Et puis, le deuxième étranger me paraît bien exotique lorsqu'il m'apparaît. Lui, assis les jambes croisées, m'a sans doute aperçue bien avant, dévalant la côte Greene d'un pas décidé à attraper la rame de métro qui me permet d'être dans la première moitié de la file d'attente de l'autobus quittant à 15 h 54 le quai d'embarquement. L'homme est un Noir aux allures de dandy, mais sans tout l'attirail, émanant une classe naturelle, l'air décontracté et serein. Poli lui aussi, mais d'une politesse semblable à celle de l'homme de cet après-midi, franche et apaisante. J'aime l'espèce humaine, qu'il vibre, et chacun mérite un respect authentique. Cet homme-là me rappelle les hommes au Bélize, ce petit pays aux routes de terre dont on entend jamais parlé au bulletin de nouvelles. Pendant quelques jours là-bas, j'ai vu ces hommes-là, pareil à cet homme-là, pouvant se contenter de s'asseoir confortablement des heures durant, à se faire lécher par l'Astre et le souffle aux humeurs suivant une mystérieuse symphonie. L'homme me regarde, il me voit. Je le vois aussi, quand enfin je l'aperçois, en traversant en diagonale le coin de rues, me dirigeant directement sur lui. Si je détourne le regard, je mens. Et ce mensonge est trop gros parce qu'il est clair que nous nous sommes vus. Il me sourit et je lui souris en retour. C'est tellement plus facile d'accepter cette venue de l'étranger, l'espace d'un instant de pure camaraderie au sein de l'espèce. D'autant plus que nous avons le bonheur ici d'échanger quelques mots et de nous comprendre, partageant le même langage, au sein de l'espèce aux millions de mots. Comment ça va? Bien. Bien. Beau soleil, belle journée. À bientôt et bon après-midi. Quel baume. De l'inattendu qui fait chaud au coeur.

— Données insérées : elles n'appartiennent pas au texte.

//! Crate-wide error type.
//!
//! Mirrors the taxonomy of failure kinds the runtime distinguishes (§7):
//! configuration, provider, tool execution, policy, controller API,
//! controller bridge, and persistence errors. One flat enum with `#[from]`
//! conversions for the handful of foreign error types we touch, rather than
//! a type per kind — callers match on `Error` directly when they need to.

use thiserror::Error;

pub type Result<T> = std::result::Result<T, Error>;

#[derive(Error, Debug)]
pub enum Error {
    /// Required configuration missing or invalid at startup. Fatal.
    #[error("configuration error: {0}")]
    Config(String),

    /// Transport-level HTTP failure.
    #[error("http error: {0}")]
    Http(#[from] reqwest::Error),

    /// LLM adapter transport or parsing failure.
    #[error("provider error ({provider}): {message}")]
    Provider { provider: String, message: String },

    /// Exception inside a tool handler, or a tool returning an `Error:` string.
    #[error("tool error: {0}")]
    Tool(String),

    /// Mode gate or rate-limit denial.
    #[error("policy error: {0}")]
    Policy(String),

    /// Controller HTTP 4xx/5xx or connection failure.
    #[error("controller API error ({status}): {body}")]
    Api { status: u16, body: String },

    /// Controller event-bridge protocol violation, auth failure, or transport loss.
    #[error("controller bridge error: {0}")]
    Bridge(String),

    /// Database read/write failure in the audit or memory store.
    #[error("persistence error: {0}")]
    Persistence(#[from] rusqlite::Error),

    #[error("json error: {0}")]
    Json(#[from] serde_json::Error),

    #[error("websocket error: {0}")]
    WebSocket(#[from] tokio_tungstenite::tungstenite::Error),

    #[error("invalid input: {0}")]
    InvalidInput(String),

    #[error("operation timed out")]
    Timeout,

    #[error("{0}")]
    Other(String),
}

impl Error {
    pub fn config(msg: impl Into<String>) -> Self {
        Error::Config(msg.into())
    }

    pub fn provider(provider: impl Into<String>, message: impl Into<String>) -> Self {
        Error::Provider {
            provider: provider.into(),
            message: message.into(),
        }
    }

    pub fn tool(msg: impl Into<String>) -> Self {
        Error::Tool(msg.into())
    }

    pub fn policy(msg: impl Into<String>) -> Self {
        Error::Policy(msg.into())
    }

    pub fn api(status: u16, body: impl Into<String>) -> Self {
        Error::Api {
            status,
            body: body.into(),
        }
    }

    pub fn bridge(msg: impl Into<String>) -> Self {
        Error::Bridge(msg.into())
    }

    pub fn invalid_input(msg: impl Into<String>) -> Self {
        Error::InvalidInput(msg.into())
    }

    pub fn other(msg: impl Into<String>) -> Self {
        Error::Other(msg.into())
    }

    pub fn timeout() -> Self {
        Error::Timeout
    }
}

#[cfg(test)]
mod tests {
    use super::*;

    #[test]
    fn display_messages() {
        assert_eq!(
            Error::config("missing owner id").to_string(),
            "configuration error: missing owner id"
        );
        assert_eq!(
            Error::provider("anthropic", "bad key").to_string(),
            "provider error (anthropic): bad key"
        );
        assert_eq!(Error::tool("boom").to_string(), "tool error: boom");
        assert_eq!(Error::policy("chat mode").to_string(), "policy error: chat mode");
        assert_eq!(Error::api(404, "not found").to_string(), "controller API error (404): not found");
        assert_eq!(Error::bridge("auth failed").to_string(), "controller bridge error: auth failed");
    }

    #[test]
    fn from_json_error() {
        let bad: std::result::Result<serde_json::Value, _> = serde_json::from_str("{not json");
        let err: Error = bad.unwrap_err().into();
        assert!(matches!(err, Error::Json(_)));
    }

    #[test]
    fn retryable_timeout_constructor() {
        assert!(matches!(Error::timeout(), Error::Timeout));
    }
}
//! Tool registry and execution guard (§4.B).
//!
//! [`ToolRegistry`] is the single chokepoint every tool call passes
//! through: it looks the tool up by name, consults the [`ModeManager`]
//! and [`RateLimiter`] bound to it, times the call, captures failures into
//! the `"Error: ..."` sentinel convention (§3), and fires an optional
//! execution callback exactly once per call. Grounded on
//! `tools/registry.py`'s `ToolRegistry.execute`.

pub mod ha_tools;
pub mod memory_tools;
pub mod mode;
pub mod rate_limiter;

use std::collections::HashMap;
use std::sync::Arc;

use async_trait::async_trait;
use serde_json::Value;

use crate::types::ToolDescriptor;

pub use mode::{ModeManager, tool_category};
pub use rate_limiter::{OperationType, RateLimitStatus, RateLimiter, operation_type};

/// A named, typed capability the LLM can invoke. `execute` receives the
/// raw JSON arguments map the model supplied and returns a plain string —
/// the sentinel `"Error:"` prefix (§3) is the only structured signal a
/// tool communicates back through its return value.
#[async_trait]
pub trait Tool: Send + Sync {
    fn name(&self) -> &str;
    fn description(&self) -> &str;
    fn parameters(&self) -> Value;

    async fn execute(&self, arguments: Value) -> Result<String, String>;

    fn descriptor(&self) -> ToolDescriptor {
        ToolDescriptor::new(self.name(), self.description(), self.parameters())
    }
}

/// Called once per [`ToolRegistry::execute`], whether the call succeeded
/// or failed. `(name, arguments, result, duration_ms, success, error)`.
pub type ExecutionCallback =
    Box<dyn Fn(&str, &Value, &str, i64, bool, Option<&str>) -> futures::future::BoxFuture<'static, ()> + Send + Sync>;

/// Registry of every tool the conversation manager may offer the model.
/// Registering a duplicate name overwrites the prior entry (logged as a
/// warning), matching §3's descriptor-uniqueness rule.
pub struct ToolRegistry {
    tools: HashMap<String, Arc<dyn Tool>>,
    mode_manager: Option<Arc<ModeManager>>,
    rate_limiter: Option<Arc<RateLimiter>>,
    rate_limiting_enabled: std::sync::atomic::AtomicBool,
    on_execute: Option<ExecutionCallback>,
}

impl Default for ToolRegistry {
    fn default() -> Self {
        Self::new()
    }
}

impl ToolRegistry {
    pub fn new() -> Self {
        Self {
            tools: HashMap::new(),
            mode_manager: None,
            rate_limiter: None,
            rate_limiting_enabled: std::sync::atomic::AtomicBool::new(true),
            on_execute: None,
        }
    }

    pub fn set_mode_manager(&mut self, mode_manager: Arc<ModeManager>) {
        self.mode_manager = Some(mode_manager);
    }

    pub fn set_rate_limiter(&mut self, rate_limiter: Arc<RateLimiter>) {
        self.rate_limiter = Some(rate_limiter);
    }

    pub fn set_execution_callback(&mut self, callback: ExecutionCallback) {
        self.on_execute = Some(callback);
    }

    pub fn disable_rate_limiting(&self) {
        self.rate_limiting_enabled.store(false, std::sync::atomic::Ordering::SeqCst);
    }

    pub fn enable_rate_limiting(&self) {
        self.rate_limiting_enabled.store(true, std::sync::atomic::Ordering::SeqCst);
    }

    pub fn register(&mut self, tool: Arc<dyn Tool>) {
        let name = tool.name().to_string();
        if self.tools.contains_key(&name) {
            tracing::warn!(tool = %name, "overwriting existing tool registration");
        }
        self.tools.insert(name, tool);
    }

    pub fn get(&self, name: &str) -> Option<Arc<dyn Tool>> {
        self.tools.get(name).cloned()
    }

    pub fn has(&self, name: &str) -> bool {
        self.tools.contains_key(name)
    }

    pub fn names(&self) -> Vec<String> {
        self.tools.keys().cloned().collect()
    }

    /// Tool descriptors in the shared JSON-Schema shape, suitable for
    /// handing to any [`crate::llm::LlmProvider`] (each adapter converts
    /// to its own wire form).
    pub fn descriptors(&self) -> Vec<ToolDescriptor> {
        self.tools.values().map(|t| t.descriptor()).collect()
    }

    pub fn len(&self) -> usize {
        self.tools.len()
    }

    pub fn is_empty(&self) -> bool {
        self.tools.is_empty()
    }

    /// Execute `name` with `arguments`, applying mode and rate-limit
    /// gating, timing, error capture, and the execution callback — all
    /// per §4.B's numbered contract. Never returns an `Err`: every
    /// failure mode is folded into the returned string via the
    /// `"Error: ..."` / `"Error executing <name>: ..."` sentinel.
    pub async fn execute(&self, name: &str, arguments: Value) -> String {
        let Some(tool) = self.get(name) else {
            tracing::warn!(tool = name, "unknown tool requested");
            return format!("Error: Unknown tool '{name}'");
        };

        if let Some(mode_manager) = &self.mode_manager {
            let (allowed, message) = mode_manager.check_tool_allowed(name);
            if !allowed {
                tracing::warn!(tool = name, %message, "tool blocked by operating mode");
                self.notify(name, &arguments, &message, 0, false, Some(&message)).await;
                return message;
            }
        }

        let rate_limiting_enabled = self.rate_limiting_enabled.load(std::sync::atomic::Ordering::SeqCst);
        if let (Some(rate_limiter), true) = (&self.rate_limiter, rate_limiting_enabled) {
            if let Some(op) = operation_type(name) {
                let (allowed, message) = rate_limiter.check_allowed(op);
                if !allowed {
                    tracing::warn!(tool = name, %message, "rate limit exceeded");
                    self.notify(name, &arguments, &message, 0, false, Some(&message)).await;
                    return message;
                }
            }
        }

        let start = std::time::Instant::now();
        let (result, success, error_message) = match tool.execute(arguments.clone()).await {
            Ok(result) => {
                let success = !result.starts_with(crate::types::ERROR_PREFIX);
                (result, success, None)
            }
            Err(message) => (format!("Error executing {name}: {message}"), false, Some(message)),
        };
        let duration_ms = start.elapsed().as_millis() as i64;

        if success {
            if let (Some(rate_limiter), true) = (&self.rate_limiter, rate_limiting_enabled) {
                if let Some(op) = operation_type(name) {
                    rate_limiter.record_operation(op);
                }
            }
        }

        tracing::debug!(tool = name, success, duration_ms, "tool executed");
        self.notify(name, &arguments, &result, duration_ms, success, error_message.as_deref())
            .await;

        result
    }

    async fn notify(&self, name: &str, arguments: &Value, result: &str, duration_ms: i64, success: bool, error: Option<&str>) {
        if let Some(callback) = &self.on_execute {
            (callback)(name, arguments, result, duration_ms, success, error).await;
        }
    }
}

#[cfg(test)]
mod tests {
    use super::*;
    use crate::config::OperatingMode;
    use std::sync::atomic::{AtomicUsize, Ordering};

    struct MockTool {
        result: String,
    }

    #[async_trait]
    impl Tool for MockTool {
        fn name(&self) -> &str {
            "mock"
        }
        fn description(&self) -> &str {
            "a mock tool"
        }
        fn parameters(&self) -> Value {
            serde_json::json!({"type": "object", "properties": {}})
        }
        async fn execute(&self, _arguments: Value) -> Result<String, String> {
            Ok(self.result.clone())
        }
    }

    struct FailingTool;

    #[async_trait]
    impl Tool for FailingTool {
        fn name(&self) -> &str {
            "failing"
        }
        fn description(&self) -> &str {
            "always fails"
        }
        fn parameters(&self) -> Value {
            serde_json::json!({"type": "object"})
        }
        async fn execute(&self, _arguments: Value) -> Result<String, String> {
            Err("boom".to_string())
        }
    }

    #[tokio::test]
    async fn unknown_tool_returns_error_without_panicking() {
        let registry = ToolRegistry::new();
        let result = registry.execute("nonexistent", serde_json::json!({})).await;
        assert_eq!(result, "Error: Unknown tool 'nonexistent'");
    }

    #[tokio::test]
    async fn successful_execution_returns_tool_result() {
        let mut registry = ToolRegistry::new();
        registry.register(Arc::new(MockTool { result: "Result: 42".to_string() }));
        let result = registry.execute("mock", serde_json::json!({"q": "x"})).await;
        assert_eq!(result, "Result: 42");
    }

    #[tokio::test]
    async fn tool_panic_message_becomes_error_executing() {
        let mut registry = ToolRegistry::new();
        registry.register(Arc::new(FailingTool));
        let result = registry.execute("failing", serde_json::json!({})).await;
        assert_eq!(result, "Error executing failing: boom");
    }

    #[tokio::test]
    async fn chat_mode_blocks_write_category_tool() {
        let mut registry = ToolRegistry::new();
        registry.register(Arc::new(MockTool { result: "ok".to_string() }));
        registry.set_mode_manager(Arc::new(ModeManager::new(OperatingMode::Chat, 10)));
        // "mock" isn't in the static category table, so it defaults to Write.
        let result = registry.execute("mock", serde_json::json!({})).await;
        assert!(result.starts_with("Error:"));
        assert!(result.contains("Chat mode"));
    }

    #[tokio::test]
    async fn execution_callback_fires_exactly_once() {
        let mut registry = ToolRegistry::new();
        registry.register(Arc::new(MockTool { result: "ok".to_string() }));
        let calls = Arc::new(AtomicUsize::new(0));
        let calls2 = calls.clone();
        registry.set_execution_callback(Box::new(move |_name, _args, _result, duration_ms, success, _error| {
            calls2.fetch_add(1, Ordering::SeqCst);
            assert!(duration_ms >= 0);
            assert!(success);
            Box::pin(async {})
        }));
        registry.execute("mock", serde_json::json!({})).await;
        assert_eq!(calls.load(Ordering::SeqCst), 1);
    }

    #[tokio::test]
    async fn execution_callback_fires_once_on_failure_too() {
        let mut registry = ToolRegistry::new();
        registry.register(Arc::new(FailingTool));
        let calls = Arc::new(AtomicUsize::new(0));
        let calls2 = calls.clone();
        registry.set_execution_callback(Box::new(move |_name, _args, _result, _duration_ms, success, _error| {
            calls2.fetch_add(1, Ordering::SeqCst);
            assert!(!success);
            Box::pin(async {})
        }));
        registry.execute("failing", serde_json::json!({})).await;
        assert_eq!(calls.load(Ordering::SeqCst), 1);
    }

    #[tokio::test]
    async fn rate_limit_denial_skips_execution() {
        let mut registry = ToolRegistry::new();
        struct DeleteTool;
        #[async_trait]
        impl Tool for DeleteTool {
            fn name(&self) -> &str {
                "delete_automation"
            }
            fn description(&self) -> &str {
                "delete"
            }
            fn parameters(&self) -> Value {
                serde_json::json!({"type": "object"})
            }
            async fn execute(&self, _arguments: Value) -> Result<String, String> {
                Ok("deleted".to_string())
            }
        }
        registry.register(Arc::new(DeleteTool));
        registry.set_mode_manager(Arc::new(ModeManager::new(OperatingMode::Normal, 10)));
        registry.set_rate_limiter(Arc::new(RateLimiter::new(1, 20)));

        let first = registry.execute("delete_automation", serde_json::json!({})).await;
        assert_eq!(first, "deleted");
        let second = registry.execute("delete_automation", serde_json::json!({})).await;
        assert!(second.starts_with("Error:"));
        assert!(second.contains("Rate limit"));
    }

    #[test]
    fn duplicate_registration_overwrites() {
        let mut registry = ToolRegistry::new();
        registry.register(Arc::new(MockTool { result: "first".to_string() }));
        registry.register(Arc::new(MockTool { result: "second".to_string() }));
        assert_eq!(registry.len(), 1);
    }

    #[test]
    fn descriptors_reflect_registered_tools() {
        let mut registry = ToolRegistry::new();
        registry.register(Arc::new(MockTool { result: "ok".to_string() }));
        let descriptors = registry.descriptors();
        assert_eq!(descriptors.len(), 1);
        assert_eq!(descriptors[0].name, "mock");
    }
}
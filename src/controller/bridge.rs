//! Long-lived streaming connection to the controller's event socket (§4.F).
//!
//! Grounded on `ha/websocket.py`'s `HomeAssistantWebSocket`: the same
//! handshake (`auth_required` → `auth` → `auth_ok`), the same
//! subscribe/dispatch/reconnect shape, and the same doubling backoff
//! (1s → 60s cap, reset on a fresh `auth_ok`). Unlike the original, reads
//! and command responses share one socket here too, so `send_command`
//! correlates replies through a pending-request map instead of the
//! original's "scan the stream until our id shows up" loop, which would
//! steal frames meant for the dispatch path.

use std::collections::HashMap;
use std::sync::Arc;
use std::sync::atomic::{AtomicI64, Ordering};
use std::time::Duration;

use futures::future::BoxFuture;
use futures::{FutureExt, SinkExt, StreamExt};
use serde_json::Value;
use tokio::sync::{Mutex, Notify, oneshot};
use tokio::time::timeout;
use tokio_tungstenite::tungstenite::Message as WsMessage;

use crate::error::{Error, Result};

use super::types::ControllerEvent;

const INITIAL_BACKOFF: Duration = Duration::from_secs(1);
const MAX_BACKOFF: Duration = Duration::from_secs(60);
const COMMAND_TIMEOUT: Duration = Duration::from_secs(30);

pub type EventHandler = Arc<dyn Fn(ControllerEvent) -> BoxFuture<'static, ()> + Send + Sync>;

type WsStream = tokio_tungstenite::WebSocketStream<tokio_tungstenite::MaybeTlsStream<tokio::net::TcpStream>>;

/// Streaming socket client: subscribes to controller events, dispatches
/// them to registered handlers, and lets callers issue commands over the
/// same connection, all behind automatic reconnect-with-backoff.
pub struct ControllerEventBridge {
    ws_url: String,
    token: String,
    handlers: Mutex<HashMap<String, Vec<EventHandler>>>,
    next_id: AtomicI64,
    pending: Mutex<HashMap<i64, oneshot::Sender<Value>>>,
    outbound: Mutex<Option<tokio::sync::mpsc::UnboundedSender<WsMessage>>>,
    stop: Notify,
    stopped: std::sync::atomic::AtomicBool,
    authenticated: std::sync::atomic::AtomicBool,
}

impl ControllerEventBridge {
    pub fn new(ws_url: impl Into<String>, token: impl Into<String>) -> Self {
        Self {
            ws_url: ws_url.into(),
            token: token.into(),
            handlers: Mutex::new(HashMap::new()),
            next_id: AtomicI64::new(0),
            pending: Mutex::new(HashMap::new()),
            outbound: Mutex::new(None),
            stop: Notify::new(),
            stopped: std::sync::atomic::AtomicBool::new(false),
            authenticated: std::sync::atomic::AtomicBool::new(false),
        }
    }

    fn next_id(&self) -> i64 {
        self.next_id.fetch_add(1, Ordering::SeqCst) + 1
    }

    /// Registers a handler for `event_type`, or for every event when
    /// `event_type` is `"*"`. Must be called before [`Self::run`], since
    /// subscriptions re-register across reconnects but handlers don't
    /// change.
    pub async fn on_event(&self, event_type: &str, handler: EventHandler) {
        self.handlers.entry(event_type.to_string()).or_default().push(handler);
    }

    /// Connects, authenticates, subscribes, and dispatches events forever,
    /// reconnecting with exponential backoff until [`Self::stop`] is called.
    pub async fn run(self: &Arc<Self>, subscribe_event_types: &[&str]) {
        let mut backoff = INITIAL_BACKOFF;

        loop {
            if self.stopped.load(Ordering::SeqCst) {
                return;
            }

            self.authenticated.store(false, Ordering::SeqCst);

            match self.connect_and_serve(subscribe_event_types).await {
                Ok(()) => {
                    tracing::info!("controller event bridge disconnected cleanly");
                }
                Err(e) => {
                    tracing::error!(error = %e, "controller event bridge connection failed");
                }
            }

            self.fail_all_pending().await;
            *self.outbound.lock().await = None;

            if self.stopped.load(Ordering::SeqCst) {
                return;
            }

            // A connection that got past auth_ok before dropping counts as
            // healthy: reconnect immediately at the initial delay instead of
            // carrying over the doubled backoff from earlier failed attempts.
            if self.authenticated.load(Ordering::SeqCst) {
                backoff = INITIAL_BACKOFF;
            }

            tracing::info!(delay_secs = backoff.as_secs(), "reconnecting to controller event stream");
            tokio::select! {
                _ = tokio::time::sleep(backoff) => {}
                _ = self.stop.notified() => return,
            }
            if !self.authenticated.load(Ordering::SeqCst) {
                backoff = std::cmp::min(backoff * 2, MAX_BACKOFF);
            }
        }
    }

    /// Breaks the dispatch loop and prevents further reconnect attempts.
    /// Idempotent.
    pub fn stop(&self) {
        self.stopped.store(true, Ordering::SeqCst);
        self.stop.notify_waiters();
    }

    async fn connect_and_serve(&self, subscribe_event_types: &[&str]) -> Result<()> {
        let (ws, _) = tokio_tungstenite::connect_async(&self.ws_url)
            .await
            .map_err(|e| Error::bridge(format!("connect failed: {e}")))?;

        let mut ws = self.authenticate(ws).await?;

        let (outbound_tx, mut outbound_rx) = tokio::sync::mpsc::unbounded_channel();
        *self.outbound.lock().await = Some(outbound_tx.clone());

        for event_type in subscribe_event_types {
            let id = self.next_id();
            let msg = serde_json::json!({"id": id, "type": "subscribe_events", "event_type": event_type});
            ws.send(WsMessage::Text(msg.to_string().into())).await.map_err(Error::WebSocket)?;
        }

        loop {
            tokio::select! {
                outbound = outbound_rx.recv() => {
                    match outbound {
                        Some(msg) => ws.send(msg).await.map_err(Error::WebSocket)?,
                        None => return Ok(()),
                    }
                }
                incoming = ws.next() => {
                    match incoming {
                        Some(Ok(WsMessage::Text(text))) => self.handle_frame(&text).await,
                        Some(Ok(WsMessage::Close(_))) | None => {
                            tracing::warn!("controller event socket closed");
                            return Ok(());
                        }
                        Some(Ok(_)) => {}
                        Some(Err(e)) => return Err(Error::WebSocket(e)),
                    }
                }
                _ = self.stop.notified() => {
                    let _ = ws.close(None).await;
                    return Ok(());
                }
            }
        }
    }

    async fn authenticate(&self, mut ws: WsStream) -> Result<WsStream> {
        let auth_required = next_json_frame(&mut ws).await?;
        if auth_required.get("type").and_then(Value::as_str) != Some("auth_required") {
            return Err(Error::bridge("expected auth_required frame"));
        }

        ws.send(WsMessage::Text(serde_json::json!({"type": "auth", "access_token": self.token}).to_string().into()))
            .await
            .map_err(Error::WebSocket)?;

        let auth_result = next_json_frame(&mut ws).await?;
        match auth_result.get("type").and_then(Value::as_str) {
            Some("auth_ok") => {
                tracing::info!("controller event socket authenticated");
                self.authenticated.store(true, Ordering::SeqCst);
                Ok(ws)
            }
            _ => Err(Error::bridge(format!("authentication failed: {auth_result}"))),
        }
    }

    async fn handle_frame(&self, text: &str) {
        let frame: Value = match serde_json::from_str(text) {
            Ok(v) => v,
            Err(e) => {
                tracing::warn!(error = %e, "dropping malformed controller frame");
                return;
            }
        };

        match frame.get("type").and_then(Value::as_str) {
            Some("event") => {
                let event_data = frame.get("event").cloned().unwrap_or(Value::Null);
                let event: ControllerEvent = match serde_json::from_value(event_data) {
                    Ok(e) => e,
                    Err(e) => {
                        tracing::warn!(error = %e, "dropping unparseable event frame");
                        return;
                    }
                };
                self.dispatch_event(event).await;
            }
            Some("result") => {
                if let Some(id) = frame.get("id").and_then(Value::as_i64) {
                    self.resolve_pending(id, frame).await;
                }
            }
            _ => {}
        }
    }

    async fn dispatch_event(&self, event: ControllerEvent) {
        let handlers = self.handlers.lock().await;
        let mut to_run: Vec<EventHandler> = handlers.get(event.event_type.as_str()).cloned().unwrap_or_default();
        to_run.extend(handlers.get("*").cloned().unwrap_or_default());
        drop(handlers);

        for handler in to_run {
            let event = event.clone();
            let event_type = event.event_type.clone();
            let result = std::panic::AssertUnwindSafe(handler(event)).catch_unwind().await;
            if result.is_err() {
                tracing::error!(event_type, "event handler panicked");
            }
        }
    }

    async fn resolve_pending(&self, id: i64, frame: Value) {
        let mut pending = self.pending.lock().await;
        if let Some(sender) = pending.remove(&id) {
            let _ = sender.send(frame);
        }
    }

    async fn fail_all_pending(&self) {
        let mut pending = self.pending.lock().await;
        for (_, sender) in pending.drain() {
            drop(sender);
        }
    }

    /// Sends `{id, type: command_type, ...extra}` and awaits the matching
    /// `result` frame, failing after 30s or immediately if disconnected.
    pub async fn send_command(&self, command_type: &str, extra: Value) -> Result<Value> {
        let outbound = self
            .outbound
            .lock()
            .await
            .clone()
            .ok_or_else(|| Error::bridge("not connected"))?;

        let id = self.next_id();
        let mut command = serde_json::json!({"id": id, "type": command_type});
        if let (Some(base), Some(extra)) = (command.as_object_mut(), extra.as_object()) {
            for (k, v) in extra {
                base.insert(k.clone(), v.clone());
            }
        }

        let (tx, rx) = oneshot::channel();
        self.pending.lock().await.insert(id, tx);

        outbound
            .send(WsMessage::Text(command.to_string().into()))
            .map_err(|_| Error::bridge("not connected"))?;

        let frame = match timeout(COMMAND_TIMEOUT, rx).await {
            Ok(Ok(frame)) => frame,
            Ok(Err(_)) => return Err(Error::bridge("connection dropped while waiting for command result")),
            Err(_) => {
                self.pending.lock().await.remove(&id);
                return Err(Error::timeout());
            }
        };

        if frame.get("success").and_then(Value::as_bool).unwrap_or(false) {
            Ok(frame.get("result").cloned().unwrap_or(Value::Null))
        } else {
            let message = frame.get("error").and_then(|e| e.get("message")).and_then(Value::as_str).unwrap_or("unknown error");
            Err(Error::bridge(format!("command failed: {message}")))
        }
    }

    /// Calls a service over the event socket rather than the REST API —
    /// used by tools that already hold a bridge handle and want to avoid
    /// opening a second connection.
    pub async fn call_service(&self, domain: &str, service: &str, service_data: Option<&Value>, target: Option<&Value>) -> Result<bool> {
        let mut extra = serde_json::json!({"domain": domain, "service": service});
        if let Some(data) = service_data {
            extra["service_data"] = data.clone();
        }
        if let Some(target) = target {
            extra["target"] = target.clone();
        }
        self.send_command("call_service", extra).await.map(|_| true)
    }
}

async fn next_json_frame(ws: &mut WsStream) -> Result<Value> {
    match ws.next().await {
        Some(Ok(WsMessage::Text(text))) => serde_json::from_str(&text).map_err(Error::Json),
        Some(Ok(_)) => Err(Error::bridge("unexpected non-text frame during handshake")),
        Some(Err(e)) => Err(Error::WebSocket(e)),
        None => Err(Error::bridge("connection closed during handshake")),
    }
}

#[cfg(test)]
mod tests {
    use super::*;
    use std::sync::atomic::AtomicUsize;

    #[test]
    fn next_id_increments_from_one() {
        let bridge = ControllerEventBridge::new("ws://example", "tok");
        assert_eq!(bridge.next_id(), 1);
        assert_eq!(bridge.next_id(), 2);
    }

    #[tokio::test]
    async fn send_command_fails_fast_when_not_connected() {
        let bridge = ControllerEventBridge::new("ws://example", "tok");
        let result = bridge.send_command("ping", serde_json::json!({})).await;
        assert!(result.is_err());
    }

    #[tokio::test]
    async fn dispatch_event_runs_exact_and_catchall_handlers() {
        let bridge = ControllerEventBridge::new("ws://example", "tok");
        let exact_count = Arc::new(AtomicUsize::new(0));
        let catchall_count = Arc::new(AtomicUsize::new(0));

        let exact_clone = exact_count.clone();
        bridge
            .on_event(
                "state_changed",
                Arc::new(move |_event| {
                    let counter = exact_clone.clone();
                    Box::pin(async move {
                        counter.fetch_add(1, Ordering::SeqCst);
                    })
                }),
            )
            .await;

        let catchall_clone = catchall_count.clone();
        bridge
            .on_event(
                "*",
                Arc::new(move |_event| {
                    let counter = catchall_clone.clone();
                    Box::pin(async move {
                        counter.fetch_add(1, Ordering::SeqCst);
                    })
                }),
            )
            .await;

        let event = ControllerEvent {
            event_type: "state_changed".to_string(),
            data: serde_json::json!({}),
            time_fired: chrono::Utc::now(),
        };
        bridge.dispatch_event(event).await;

        assert_eq!(exact_count.load(Ordering::SeqCst), 1);
        assert_eq!(catchall_count.load(Ordering::SeqCst), 1);
    }

    #[tokio::test]
    async fn one_panicking_handler_does_not_block_others() {
        let bridge = ControllerEventBridge::new("ws://example", "tok");
        let ran = Arc::new(AtomicUsize::new(0));

        bridge
            .on_event(
                "telegram_text",
                Arc::new(|_event| Box::pin(async move { panic!("boom") })),
            )
            .await;
        let ran_clone = ran.clone();
        bridge
            .on_event(
                "telegram_text",
                Arc::new(move |_event| {
                    let counter = ran_clone.clone();
                    Box::pin(async move {
                        counter.fetch_add(1, Ordering::SeqCst);
                    })
                }),
            )
            .await;

        let event = ControllerEvent {
            event_type: "telegram_text".to_string(),
            data: serde_json::json!({}),
            time_fired: chrono::Utc::now(),
        };
        bridge.dispatch_event(event).await;

        assert_eq!(ran.load(Ordering::SeqCst), 1);
    }
}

Et puis, l'étranger numéro trois est une femme. Celle-là, c'est parce que les portes à l'arrière de l'autobus ne veulent pas ouvrir lorsqu'elle appuie sur l'une d'elles et qu'elle s'impatiente un peu et que je pousse doucement, là où il le faut, et qu'elle me regarde, quand les portes balancent enfin, l'air de dire "mais j'ai fait la même chose". Pour la rassurer et l'aider à faire diminuer sa pression artérielle, je lui dis que les portes de ce modèle d'autobus sont parfois capricieuses. Elle hoche la tête, d'accord avec cette idée qui fait que ce n'est pas elle l'incapable, mais plutôt la porte qui est capricieuse. Loin de moi l'idée qu'elle ne soit incapable, mais que voulez-vous, les gens ont tendance à se faire monter le rouge aux joues pour des pacotilles. Alors vaut mieux les rassurer et les aider à faire diminuer leur pression artérielle. Une mini-bombe de désamorcée, ça fait un mini-baume à tout coup, un mini ouf!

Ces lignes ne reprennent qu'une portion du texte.